In recent years, EV startups have been opting for the easy way to go public through SPAC. However, after certain incidents with the companies that went public that way. There are talks going on, about how to change the regulations. It will be known on Tuesday when the US Securities and Exchange Commission announces. The proposed guidelines for SPACs will be considered and evaluated. If approved, the entry path for EV startups will be harder and longer.
These rules expect the process to go public through SPAC to be on par with traditional IPO listing. SEC Chairman Gary Gensler said that the rules will “help ensure that investors in these vehicles get protections similar to those when investing in traditional initial public offerings,”

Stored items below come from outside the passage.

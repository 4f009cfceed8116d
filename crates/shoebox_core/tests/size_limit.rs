use serde_json::{json, Value};
use shoebox_core::{
    DbError, DocumentRepository, FieldMap, FileDocumentRepository, RepoError, StoreConfig,
};
use tempfile::TempDir;

fn fields(value: Value) -> FieldMap {
    match value {
        Value::Object(map) => map,
        other => panic!("expected JSON object, got {other}"),
    }
}

fn open_with_limit(dir: &TempDir, max_size_mib: u64) -> FileDocumentRepository {
    FileDocumentRepository::open(StoreConfig {
        path: dir.path().join("store.json"),
        max_size_mib,
    })
    .unwrap()
}

#[test]
fn default_config_enforces_five_mib() {
    let config = StoreConfig::default();
    assert_eq!(config.max_size_mib, 5);

    let dir = tempfile::tempdir().unwrap();
    let repo = FileDocumentRepository::open(StoreConfig {
        path: dir.path().join("store.json"),
        ..StoreConfig::default()
    })
    .unwrap();
    assert_eq!(repo.max_size_bytes(), 5 * 1024 * 1024);
}

#[test]
fn create_beyond_limit_fails_and_names_the_limit() {
    let dir = tempfile::tempdir().unwrap();
    let mut repo = open_with_limit(&dir, 1);

    let small = repo
        .create_document(fields(json!({"payload": "x".repeat(512 * 1024)})))
        .unwrap();

    let err = repo
        .create_document(fields(json!({"payload": "y".repeat(600 * 1024)})))
        .unwrap_err();

    assert!(matches!(
        err,
        RepoError::Db(DbError::SizeLimitExceeded { .. })
    ));
    let message = err.to_string();
    assert!(message.contains("1.00 MB"));
    assert!(message.contains("max_size_mib"));

    // Documents inserted before the threshold stay retrievable.
    assert!(repo.get_document(&small.id).is_some());
}

#[test]
fn rejected_persist_leaves_memory_ahead_of_disk() {
    let dir = tempfile::tempdir().unwrap();
    let mut repo = open_with_limit(&dir, 1);

    repo.create_document(fields(json!({"payload": "x".repeat(512 * 1024)})))
        .unwrap();
    repo.create_document(fields(json!({"payload": "y".repeat(600 * 1024)})))
        .unwrap_err();

    // The mutation was applied before the size check, so the oversized
    // document is resident in memory while disk kept the last good state.
    assert_eq!(repo.list_documents().len(), 2);
    drop(repo);

    let reopened = open_with_limit(&dir, 1);
    assert_eq!(reopened.list_documents().len(), 1);
}

#[test]
fn update_shares_the_size_budget_and_erase_recovers() {
    let dir = tempfile::tempdir().unwrap();
    let mut repo = open_with_limit(&dir, 1);

    let doc = repo
        .create_document(fields(json!({"payload": "small"})))
        .unwrap();

    let err = repo
        .update_document(&doc.id, fields(json!({"payload": "z".repeat(2 * 1024 * 1024)})))
        .unwrap_err();
    assert!(matches!(
        err,
        RepoError::Db(DbError::SizeLimitExceeded { .. })
    ));

    repo.erase().unwrap();
    let recovered = repo
        .create_document(fields(json!({"payload": "fits again"})))
        .unwrap();
    assert!(repo.get_document(&recovered.id).is_some());
}

#[test]
fn multi_byte_content_is_measured_in_encoded_bytes() {
    let dir = tempfile::tempdir().unwrap();
    let mut repo = open_with_limit(&dir, 1);

    // 400k three-byte characters: ~400k chars but ~1.2 MiB encoded.
    let err = repo
        .create_document(fields(json!({"payload": "\u{20AC}".repeat(400 * 1024)})))
        .unwrap_err();

    assert!(matches!(
        err,
        RepoError::Db(DbError::SizeLimitExceeded { .. })
    ));
}
//! Backing-file storage layer.
//!
//! # Responsibility
//! - Load and persist the full document mapping as one JSON file.
//! - Surface I/O, parse and size-budget failures as typed errors.
//!
//! # Invariants
//! - The backing file holds a single JSON object keyed by document id.
//! - Persist never writes a payload larger than the configured size limit.

use std::error::Error;
use std::fmt::{Display, Formatter};
use std::io;

mod open;
mod persist;

pub use open::load_db;
pub use persist::persist_db;

pub(crate) const BYTES_PER_MIB: u64 = 1024 * 1024;

pub type DbResult<T> = Result<T, DbError>;

#[derive(Debug)]
pub enum DbError {
    Io(io::Error),
    Malformed(serde_json::Error),
    SizeLimitExceeded {
        limit_bytes: u64,
        serialized_bytes: u64,
    },
}

impl Display for DbError {
    fn fmt(&self, f: &mut Formatter<'_>) -> std::fmt::Result {
        match self {
            Self::Io(err) => write!(f, "{err}"),
            Self::Malformed(err) => write!(f, "malformed store file: {err}"),
            Self::SizeLimitExceeded {
                limit_bytes,
                serialized_bytes,
            } => write!(
                f,
                "store file size limit ({:.2} MB) exceeded: serialized mapping is \
                 {serialized_bytes} bytes; increase the `max_size_mib` option to allow more space",
                *limit_bytes as f64 / BYTES_PER_MIB as f64
            ),
        }
    }
}

impl Error for DbError {
    fn source(&self) -> Option<&(dyn Error + 'static)> {
        match self {
            Self::Io(err) => Some(err),
            Self::Malformed(err) => Some(err),
            Self::SizeLimitExceeded { .. } => None,
        }
    }
}

impl From<io::Error> for DbError {
    fn from(value: io::Error) -> Self {
        Self::Io(value)
    }
}

impl From<serde_json::Error> for DbError {
    fn from(value: serde_json::Error) -> Self {
        Self::Malformed(value)
    }
}

#[cfg(test)]
mod tests {
    use super::{DbError, BYTES_PER_MIB};

    #[test]
    fn size_limit_message_reports_limit_in_mb_with_two_decimals() {
        let err = DbError::SizeLimitExceeded {
            limit_bytes: 8 * BYTES_PER_MIB,
            serialized_bytes: 9 * BYTES_PER_MIB,
        };
        let message = err.to_string();
        assert!(message.contains("8.00 MB"));
        assert!(message.contains("max_size_mib"));
    }
}
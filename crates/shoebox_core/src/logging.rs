//! Logging bootstrap for embedding hosts.
//!
//! # Responsibility
//! - Initialize rolling file logs exactly once per process.
//! - Keep diagnostic events metadata-only and stable.
//!
//! # Invariants
//! - Initialization is idempotent for an identical configuration.
//! - Conflicting re-initialization is rejected, never silently applied.
//! - Initialization must not panic.

use flexi_logger::{Cleanup, Criterion, FileSpec, Logger, LoggerHandle, Naming, WriteMode};
use log::info;
use once_cell::sync::OnceCell;
use std::path::{Path, PathBuf};

const LOG_FILE_BASENAME: &str = "shoebox";
const MAX_LOG_FILE_SIZE_BYTES: u64 = 5 * 1024 * 1024;
const MAX_LOG_FILES: usize = 3;

static LOGGING_STATE: OnceCell<LoggingState> = OnceCell::new();

struct LoggingState {
    level: &'static str,
    log_dir: PathBuf,
    _logger: LoggerHandle,
}

/// Initializes file logging with the given level and directory.
///
/// Repeated calls with an identical configuration are idempotent; attempts
/// to change level or directory after the first success are rejected with a
/// readable error string.
///
/// # Errors
/// - Returns an error when `level` is unsupported.
/// - Returns an error when `log_dir` is empty, non-absolute, or cannot be
///   created.
/// - Returns an error when logger backend startup fails.
pub fn init_logging(level: &str, log_dir: &str) -> Result<(), String> {
    let level = normalize_level(level)?;
    let log_dir = normalize_log_dir(log_dir)?;

    let state = LOGGING_STATE.get_or_try_init(|| start_logger(level, log_dir.clone()))?;

    if state.log_dir != log_dir {
        return Err(format!(
            "logging already initialized at `{}`; refusing to switch to `{}`",
            state.log_dir.display(),
            log_dir.display()
        ));
    }
    if state.level != level {
        return Err(format!(
            "logging already initialized with level `{}`; refusing to switch to `{}`",
            state.level, level
        ));
    }

    Ok(())
}

/// Returns active logging status metadata.
///
/// `None` when logging has not been initialized, `(level, log_dir)` when
/// logging is active.
pub fn logging_status() -> Option<(&'static str, PathBuf)> {
    LOGGING_STATE
        .get()
        .map(|state| (state.level, state.log_dir.clone()))
}

/// Returns the default log level for the current build mode.
///
/// - `debug` builds -> `debug`
/// - `release` builds -> `info`
pub fn default_log_level() -> &'static str {
    if cfg!(debug_assertions) {
        "debug"
    } else {
        "info"
    }
}

fn start_logger(level: &'static str, log_dir: PathBuf) -> Result<LoggingState, String> {
    std::fs::create_dir_all(&log_dir).map_err(|err| {
        format!(
            "failed to create log directory `{}`: {err}",
            log_dir.display()
        )
    })?;

    let logger = Logger::try_with_str(level)
        .map_err(|err| format!("invalid log level `{level}`: {err}"))?
        .log_to_file(
            FileSpec::default()
                .directory(log_dir.as_path())
                .basename(LOG_FILE_BASENAME),
        )
        .rotate(
            Criterion::Size(MAX_LOG_FILE_SIZE_BYTES),
            Naming::Numbers,
            Cleanup::KeepLogFiles(MAX_LOG_FILES),
        )
        .write_mode(WriteMode::BufferAndFlush)
        .append()
        .format_for_files(flexi_logger::detailed_format)
        .start()
        .map_err(|err| format!("failed to start logger: {err}"))?;

    info!(
        "event=logging_init module=core status=ok level={} log_dir={} version={}",
        level,
        log_dir.display(),
        env!("CARGO_PKG_VERSION")
    );

    Ok(LoggingState {
        level,
        log_dir,
        _logger: logger,
    })
}

fn normalize_level(level: &str) -> Result<&'static str, String> {
    match level.trim().to_ascii_lowercase().as_str() {
        "trace" => Ok("trace"),
        "debug" => Ok("debug"),
        "info" => Ok("info"),
        "warn" | "warning" => Ok("warn"),
        "error" => Ok("error"),
        other => Err(format!(
            "unsupported log level `{other}`; expected trace|debug|info|warn|error"
        )),
    }
}

fn normalize_log_dir(log_dir: &str) -> Result<PathBuf, String> {
    let trimmed = log_dir.trim();
    if trimmed.is_empty() {
        return Err("log_dir cannot be empty".to_string());
    }
    let path = Path::new(trimmed);
    if !path.is_absolute() {
        return Err(format!("log_dir must be an absolute path, got `{trimmed}`"));
    }
    Ok(path.to_path_buf())
}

After the rules are approved, the current investors will also be strengthened. It would be presenting the SPACs by using “overly optimistic language or over-promise future results” to attract investors. Gensler said in March, “Ultimately, I think it’s important to consider the economic drivers of SPACs. Functionally, the SPAC target IPO is being used as an alternative means to conduct an IPO.” The most significant change in these rules would be to have more transparency. This means there should be more disclosure across various areas of the company.
Regulations
The guidelines also call for gatekeepers such as auditors, lawyers, and underwriters to be held responsible for their work, including assuming liability for the registration statements SPACs must file ahead of a target IPO. Gensler said the changes “provide an essential function to police fraud and ensure the accuracy of disclosure to investors.”
While the proposal winds through the approval process, some players in the market have pressed the pause button. For instance, Goldman Sachs halted its deal-making in May as it waits to see how the new regulations will affect dealmaking, especially if the SEC revokes the so-called safe harbor protections that until now have allowed SPACs to make bullish projections. Credit Suisse and Citigroup have voiced alarm, too.
“I could say I think I’m gonna make a bajillion dollars in 2025 but here are all the reasons why I might not,” said Ramey Layne, capital markets and M&A attorney at Vinson and Elkins. “If you say that there’s a safe harbor, then you can’t be sued for that if it proves to be wrong.”
The SEC’s proposed regulations are “a very big step in the right direction,” said Stanford Law School professor Michael Klausner, especially if SPACs are required to “disclose the extent to which their shareholders’ equity is diluted at the time of the merger.”